Instructions to follow: Every line in the listing below that holds the word "PRIMARY" should be returned.

Dataset records:
****************
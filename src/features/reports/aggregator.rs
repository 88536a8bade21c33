use super::models::{QueryWindow, SubscriptionPeriod};
use crate::shared::month::MonthRange;
use std::collections::HashSet;

/// サブスクリプション期間から集計期間内の合計金額を算出するコンポーネント
///
/// 状態を持たないため、複数のリクエストから同時に使用してよい。
#[derive(Debug, Clone, Copy, Default)]
pub struct CostAggregator;

impl CostAggregator {
    pub fn new() -> Self {
        Self
    }

    /// 集計期間内の合計金額を計算する
    ///
    /// # 引数
    /// * `periods` - 対象となるサブスクリプション期間（取得順）
    /// * `window` - 集計期間
    ///
    /// # 戻り値
    /// 合計金額（0以上）
    ///
    /// # 計算ルール
    /// 1. 各期間を集計期間で切り取る
    /// 2. 切り取った範囲の月を1か月ずつ列挙する
    /// 3. 同じ月は1回だけ計上する。複数の期間が同じ月を含む場合、
    ///    先に現れた期間の金額が採用され、後の期間はその月について無視される
    pub fn aggregate(&self, periods: &[SubscriptionPeriod], window: &QueryWindow) -> i64 {
        let mut seen = HashSet::new();
        let mut total: i64 = 0;

        for period in periods {
            let Some(months) = clip(period, window) else {
                continue;
            };

            for month in months {
                if seen.insert(month) {
                    total = total.saturating_add(period.price);
                }
            }
        }

        total
    }
}

/// 期間を集計期間で切り取る
///
/// # 引数
/// * `period` - サブスクリプション期間
/// * `window` - 集計期間
///
/// # 戻り値
/// 重なる月の範囲、重ならない場合は None
pub fn clip(period: &SubscriptionPeriod, window: &QueryWindow) -> Option<MonthRange> {
    let start = period.start_month.max(window.start_month);
    let end = period
        .end_month
        .map_or(window.end_month, |end| end.min(window.end_month));

    if end < start {
        return None;
    }

    Some(MonthRange::inclusive(start, end))
}
use rusqlite::{Connection, Result};

/// すべてのデータベースマイグレーションを実行する
///
/// # 引数
/// * `conn` - データベース接続
///
/// # 戻り値
/// 成功時はOk(())、失敗時はエラー
pub fn run_migrations(conn: &Connection) -> Result<()> {
    conn.execute_batch("PRAGMA foreign_keys = ON;")?;

    // サービステーブルを作成（名前と金額の組で一意）
    conn.execute(
        "CREATE TABLE IF NOT EXISTS services (
            id TEXT PRIMARY KEY,
            name TEXT NOT NULL,
            price INTEGER NOT NULL CHECK(price > 0),
            UNIQUE(name, price)
        )",
        [],
    )?;

    // サブスクリプションテーブルを作成
    // seq は登録順を保持し、集計時の取得順として使う
    conn.execute(
        "CREATE TABLE IF NOT EXISTS subscriptions (
            seq INTEGER PRIMARY KEY AUTOINCREMENT,
            id TEXT NOT NULL UNIQUE,
            service_id TEXT NOT NULL REFERENCES services(id),
            user_id TEXT NOT NULL,
            start_date TEXT NOT NULL,
            end_date TEXT,
            created_at TEXT NOT NULL,
            CHECK(end_date IS NULL OR end_date >= start_date)
        )",
        [],
    )?;

    // サブスクリプションテーブルのインデックスを作成
    conn.execute(
        "CREATE INDEX IF NOT EXISTS idx_subscriptions_user ON subscriptions(user_id)",
        [],
    )?;

    conn.execute(
        "CREATE INDEX IF NOT EXISTS idx_subscriptions_start ON subscriptions(start_date)",
        [],
    )?;

    conn.execute(
        "CREATE INDEX IF NOT EXISTS idx_subscriptions_service ON subscriptions(service_id)",
        [],
    )?;

    Ok(())
}

#[cfg(test)]
mod tests {
    use super::*;

    fn table_exists(conn: &Connection, name: &str) -> bool {
        let count: i64 = conn
            .query_row(
                "SELECT COUNT(*) FROM sqlite_master WHERE type='table' AND name=?1",
                [name],
                |row| row.get(0),
            )
            .unwrap();
        count == 1
    }

    #[test]
    fn test_run_migrations_creates_tables() {
        let conn = Connection::open_in_memory().unwrap();
        run_migrations(&conn).unwrap();

        assert!(table_exists(&conn, "services"));
        assert!(table_exists(&conn, "subscriptions"));
    }

    #[test]
    fn test_run_migrations_is_repeatable() {
        let conn = Connection::open_in_memory().unwrap();
        run_migrations(&conn).unwrap();
        run_migrations(&conn).unwrap();
    }

    #[test]
    fn test_price_must_be_positive() {
        let conn = Connection::open_in_memory().unwrap();
        run_migrations(&conn).unwrap();

        let result = conn.execute(
            "INSERT INTO services (id, name, price) VALUES ('x', 'Free', 0)",
            [],
        );
        assert!(result.is_err());
    }
}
****************
Solution to this exercise:
            id TEXT PRIMARY KEY,
            seq INTEGER PRIMARY KEY AUTOINCREMENT,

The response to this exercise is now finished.